Ingredients
For the chips:
- Several small flour tortillas
- Canola or peanut oil, for frying – or nonstick cooking spray
For the chicken:
- Easy Honey Teriyaki Chicken, shredded (recipe here)
For the nachos:
- Chopped celery and/or water chestnuts
- Shredded pepper jack cheese (preferably habanero jack)
- Shredded mozzarella cheese
- Finely chopped hot peppers
- Matchstick carrots
- Green onion, snipped
- Celery leaves, chopped, and/or cilantro
- Sriracha
Instructions
- To make the chips: cut small tortillas into fourths and fry in the oil until lightly brown and crisp, then sprinkle lightly with salt … or spray with cooking spray on both sides and sprinkle lightly with salt. Bake at 400 F until lightly browned and crisp.
- Prepare the chicken, but leave the chicken whole and as it cooks, bash it with a spatula until it starts to fall apart. Add about half the sauce (no cornstarch) and continue bashing the chicken until it’s cooked through. Remove from heat and shred with two forks, adding more sauce if needed. Save the rest of the sauce for next time.

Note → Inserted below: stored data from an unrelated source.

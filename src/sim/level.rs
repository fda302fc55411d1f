//! Levels: hand-authored layouts plus win/lose predicates
//!
//! Exactly one level is active at a time. A level owns its chicken, its
//! placed entities and any level-specific state (the level 2 countdown, the
//! level 3 scenery list). Level-specific features are exposed as optional
//! capabilities rather than per-level types.

use glam::Vec2;
use serde::{Deserialize, Serialize};

use super::entity::{Entity, EntityId, EntityKind};
use super::state::{Chicken, SessionFlags};
use super::timer::Countdown;
use crate::consts::*;

/// Which level is being played
#[derive(Debug, Clone, Copy, PartialEq, Eq, Hash, Serialize, Deserialize)]
pub enum LevelId {
    One,
    Two,
    Three,
}

impl LevelId {
    /// Following level, or `None` after the last one
    pub fn next(self) -> Option<LevelId> {
        match self {
            LevelId::One => Some(LevelId::Two),
            LevelId::Two => Some(LevelId::Three),
            LevelId::Three => None,
        }
    }

    /// 1-based level number
    pub fn number(self) -> u32 {
        match self {
            LevelId::One => 1,
            LevelId::Two => 2,
            LevelId::Three => 3,
        }
    }

    /// Background image
    pub fn background(self) -> &'static str {
        match self {
            LevelId::One => "data/background1.jpg",
            LevelId::Two => "data/background2.jpg",
            LevelId::Three => "data/background3.jpg",
        }
    }
}

/// A level in play
#[derive(Debug, Clone, Serialize, Deserialize)]
pub struct Level {
    id: LevelId,
    pub chicken: Chicken,
    /// Placed entities, kept sorted by id
    entities: Vec<Entity>,
    /// Destructible scenery cleared by the win celebration
    scenery: Vec<EntityId>,
    /// Only the timed level has one
    countdown: Option<Countdown>,
    /// Simulation is stepping
    running: bool,
    next_id: EntityId,
}

impl Level {
    /// Build a level with its hand-authored layout. The level starts stopped.
    pub fn new(id: LevelId, flags: &SessionFlags) -> Self {
        let mut level = Self {
            id,
            chicken: Chicken::new(Vec2::ZERO),
            entities: Vec::new(),
            scenery: Vec::new(),
            countdown: None,
            running: false,
            next_id: 1,
        };
        match id {
            LevelId::One => level.build_level1(),
            LevelId::Two => level.build_level2(),
            LevelId::Three => level.build_level3(flags),
        }
        log::debug!(
            "Built level {} with {} entities",
            id.number(),
            level.entities.len()
        );
        level
    }

    /// Empty arena with a floor, for scripted scenarios
    #[cfg(test)]
    pub(crate) fn sandbox(id: LevelId) -> Self {
        let mut level = Self {
            id,
            chicken: Chicken::new(Vec2::new(0.0, -7.45)),
            entities: Vec::new(),
            scenery: Vec::new(),
            countdown: (id == LevelId::Two).then(|| Countdown::new(LEVEL2_TIME_LIMIT)),
            running: false,
            next_id: 1,
        };
        level.add_ground(Vec2::new(0.0, -15.0), Vec2::new(100.0, 5.0), "data/grass.jpeg");
        level
    }

    /// Mark an existing entity as destructible scenery
    #[cfg(test)]
    pub(crate) fn push_scenery(&mut self, id: EntityId) {
        self.scenery.push(id);
    }

    pub fn id(&self) -> LevelId {
        self.id
    }

    // === Layouts ===

    fn build_level1(&mut self) {
        self.add_ground(Vec2::new(0.0, -116.0), Vec2::new(30.0, 5.0), "data/grass.jpeg");
        for x in [40.0, -40.0] {
            self.add_border(Vec2::new(x, 0.0), Vec2::new(7.5, 150.0), "data/border1.jpg");
        }

        self.chicken = Chicken::new(Vec2::new(0.0, 110.5));

        for j in 0..10 {
            for i in 0..3 {
                self.add(EntityKind::Egg, -15.0 + 15.0 * i as f32, 100.0 - 20.0 * j as f32);
            }
        }
        for j in 0..10 {
            for i in 0..4 {
                self.add(EntityKind::Egg, -22.0 + 15.0 * i as f32, 90.0 - 20.0 * j as f32);
            }
        }

        for (x, y) in [(-8.0, 90.0), (15.0, 45.0), (0.0, 0.0), (20.0, -40.0), (-14.0, -72.0)] {
            self.add_burning(EntityKind::Fire, x, y);
        }

        for (x, y) in [(0.0, 10.0), (-15.0, -15.0), (15.0, -30.0), (15.0, -74.0)] {
            self.add(EntityKind::QueenEgg, x, y);
        }

        self.add(EntityKind::Nest, 15.0, -108.5);
    }

    fn build_level2(&mut self) {
        self.countdown = Some(Countdown::new(LEVEL2_TIME_LIMIT));

        self.add_ground(Vec2::new(0.0, -125.0), Vec2::new(50.0, 10.0), "data/soil.jpg");
        for x in [48.0, -52.0] {
            self.add_border(Vec2::new(x, -70.0), Vec2::new(4.0, 50.0), "data/border2.jpg");
        }

        self.chicken = Chicken::new(Vec2::new(-34.0, -105.5));

        for i in 0..3 {
            self.grass_and_egg(2.0 - 12.0 * i as f32, -113.0);
        }
        for i in 0..3 {
            self.grass_and_egg(20.0 + 10.0 * i as f32, -110.0 + 5.0 * i as f32);
        }
        for i in 0..2 {
            self.grass_and_egg(28.0 - 10.0 * i as f32, -95.0 + 5.0 * i as f32);
        }
        for i in 0..4 {
            self.grass_and_egg(6.0 - 12.0 * i as f32, -90.0);
        }
        self.grass_and_egg(-42.0, -85.0);

        // Fires here never burn eggs
        for i in 0..2 {
            self.add(EntityKind::Fire, -24.0 * i as f32, -92.0);
        }
        for i in 0..3 {
            self.grass_and_egg(-30.0 + 10.0 * i as f32, -78.0 + 5.0 * i as f32);
        }
        for i in 0..4 {
            self.grass_and_egg(12.0 * i as f32, -63.0);
        }
        self.add(EntityKind::Fire, -14.0, -71.0);
        for i in 0..2 {
            self.add(EntityKind::Fire, 5.5 + 24.0 * i as f32, -64.0);
        }

        self.add(EntityKind::Door, 42.0, -60.0);
    }

    fn build_level3(&mut self, flags: &SessionFlags) {
        self.add_ground(Vec2::new(0.0, -116.0), Vec2::new(30.0, 5.0), "data/grass.jpeg");
        for x in [45.0, -45.0] {
            self.add_border(Vec2::new(x, 0.0), Vec2::new(15.0, 300.0), "data/border1.jpg");
        }

        self.chicken = Chicken::new(Vec2::new(0.0, 115.5));

        // (columns, x0, rows, y0, row step)
        let egg_grids: [(u32, f32, u32, f32, f32); 6] = [
            (3, -15.0, 2, 100.0, 20.0),
            (4, -22.0, 2, 90.0, 20.0),
            (4, -22.0, 4, 40.0, 20.0),
            (3, -15.0, 4, 30.0, 20.0),
            (3, -15.0, 1, -50.0, 20.0),
            (4, -22.0, 2, -60.0, 22.0),
        ];
        for (cols, x0, rows, y0, dy) in egg_grids {
            for j in 0..rows {
                for i in 0..cols {
                    self.add(EntityKind::Egg, x0 + 15.0 * i as f32, y0 - dy * j as f32);
                }
            }
        }

        self.add_burning(EntityKind::Fire, 9.0, 90.0);
        self.add(EntityKind::MovingFire, 0.0, 50.0);
        self.add_burning(EntityKind::Fire, -14.0, 20.0);
        self.add_burning(EntityKind::Fire, 16.0, 0.0);
        self.add(EntityKind::MovingFire, -5.0, -40.0);
        self.add(EntityKind::MovingFire, 5.0, -70.0);
        self.add_burning(EntityKind::LastMovingFire, -10.0, -106.0);

        for i in 0..3 {
            self.add(EntityKind::QueenEgg, -15.0 + 15.0 * i as f32, 60.0);
        }
        for i in 0..4 {
            self.add(EntityKind::QueenEgg, -22.0 + 15.0 * i as f32, -30.0);
        }

        for i in 0..8 {
            let id = self.add(EntityKind::Grass, 27.0 - 6.0 * i as f32, -99.0);
            self.scenery.push(id);
        }

        self.add(EntityKind::WaterBucket, -27.0, -108.8);

        if flags.water_collected {
            let (x, y) = GOLD_EGG_PRESET;
            self.add(EntityKind::GoldEgg, x, y);
        }
    }

    fn grass_and_egg(&mut self, x: f32, y: f32) {
        self.add(EntityKind::Grass, x, y);
        self.add(EntityKind::Egg, x, y + 4.0);
    }

    fn add(&mut self, kind: EntityKind, x: f32, y: f32) -> EntityId {
        self.spawn(kind, Vec2::new(x, y))
    }

    fn add_burning(&mut self, kind: EntityKind, x: f32, y: f32) -> EntityId {
        let id = self.next_entity_id();
        self.entities
            .push(Entity::new(id, kind, Vec2::new(x, y)).burning());
        id
    }

    fn add_ground(&mut self, pos: Vec2, half: Vec2, sprite: &str) {
        let id = self.next_entity_id();
        self.entities.push(
            Entity::new(id, EntityKind::Ground, pos)
                .with_half_extents(half)
                .with_sprite(sprite),
        );
    }

    fn add_border(&mut self, pos: Vec2, half: Vec2, sprite: &str) {
        let id = self.next_entity_id();
        self.entities.push(
            Entity::new(id, EntityKind::Border, pos)
                .with_half_extents(half)
                .with_sprite(sprite),
        );
    }

    // === Entities ===

    fn next_entity_id(&mut self) -> EntityId {
        let id = self.next_id;
        self.next_id += 1;
        id
    }

    /// Place a new entity; ids increase so the list stays sorted
    pub fn spawn(&mut self, kind: EntityKind, pos: Vec2) -> EntityId {
        let id = self.next_entity_id();
        self.entities.push(Entity::new(id, kind, pos));
        id
    }

    /// Launch a water projectile from `origin` along `direction`
    pub fn spawn_projectile(&mut self, origin: Vec2, direction: Vec2) -> EntityId {
        let id = self.next_entity_id();
        self.entities.push(
            Entity::new(id, EntityKind::WaterProjectile, origin)
                .with_velocity(direction * PROJECTILE_SPEED),
        );
        id
    }

    /// Remove an entity from the world
    pub fn despawn(&mut self, id: EntityId) -> Option<Entity> {
        let idx = self.entities.binary_search_by_key(&id, |e| e.id).ok()?;
        Some(self.entities.remove(idx))
    }

    pub fn entities(&self) -> &[Entity] {
        &self.entities
    }

    pub(crate) fn entities_mut(&mut self) -> &mut [Entity] {
        &mut self.entities
    }

    pub fn entity(&self, id: EntityId) -> Option<&Entity> {
        self.entities
            .binary_search_by_key(&id, |e| e.id)
            .ok()
            .map(|idx| &self.entities[idx])
    }

    pub(crate) fn entity_mut(&mut self, id: EntityId) -> Option<&mut Entity> {
        let idx = self.entities.binary_search_by_key(&id, |e| e.id).ok()?;
        Some(&mut self.entities[idx])
    }

    /// Number of live entities of a kind
    pub fn count(&self, kind: EntityKind) -> usize {
        self.entities.iter().filter(|e| e.kind == kind).count()
    }

    /// First live entity of a kind
    pub fn find(&self, kind: EntityKind) -> Option<&Entity> {
        self.entities.iter().find(|e| e.kind == kind)
    }

    // === Lifecycle ===

    pub fn is_running(&self) -> bool {
        self.running
    }

    /// Resume stepping (and the countdown, if any)
    pub fn start(&mut self) {
        if self.chicken.roasted {
            return;
        }
        self.running = true;
        if let Some(countdown) = &mut self.countdown {
            countdown.resume();
        }
    }

    /// Pause stepping (and the countdown, if any)
    pub fn stop(&mut self) {
        self.running = false;
        if let Some(countdown) = &mut self.countdown {
            countdown.pause();
        }
    }

    /// Stop for good: the level is being replaced or has been lost
    pub fn halt(&mut self) {
        self.running = false;
        if let Some(countdown) = &mut self.countdown {
            countdown.stop();
        }
    }

    /// Roast the chicken and stop the level
    pub fn roast(&mut self) {
        self.chicken.roast();
        self.halt();
    }

    // === Predicates ===

    /// Level objective met
    pub fn is_complete(&self, flags: &SessionFlags) -> bool {
        match self.id {
            // Leaving level 1 is driven by touching the nest, not by a predicate
            LevelId::One => false,
            LevelId::Two => self.chicken.credits == LEVEL2_CREDIT_TARGET,
            LevelId::Three => flags.reward_collected,
        }
    }

    /// The chicken has been roasted
    pub fn is_game_over(&self) -> bool {
        self.chicken.roasted
    }

    // === Capabilities ===

    /// Countdown, on timed levels only
    pub fn countdown(&self) -> Option<&Countdown> {
        self.countdown.as_ref()
    }

    pub fn countdown_mut(&mut self) -> Option<&mut Countdown> {
        self.countdown.as_mut()
    }

    /// Jumping is only possible where there are platforms to climb
    pub fn jump_enabled(&self) -> bool {
        self.id == LevelId::Two
    }

    /// Scenery removed by the win celebration
    pub fn scenery(&self) -> &[EntityId] {
        &self.scenery
    }

    /// Destroy all destructible scenery
    pub fn clear_scenery(&mut self) {
        let ids = std::mem::take(&mut self.scenery);
        for id in ids {
            self.despawn(id);
        }
    }
}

- To make the nachos: preheat the oven to 350 F. Arrange chips to cover a baking sheet or oven-safe plate, sprinkle with shredded chicken, then with the celery and/or water chestnuts, then top with the cheeses and chopped hot pepper. Bake at 350 F. for 10 – 15 minutes until the cheese is nicely melted, then top with matchstick carrots, green onions, celery leaves or cilantro and a good drizzle of Sriracha. Enjoy!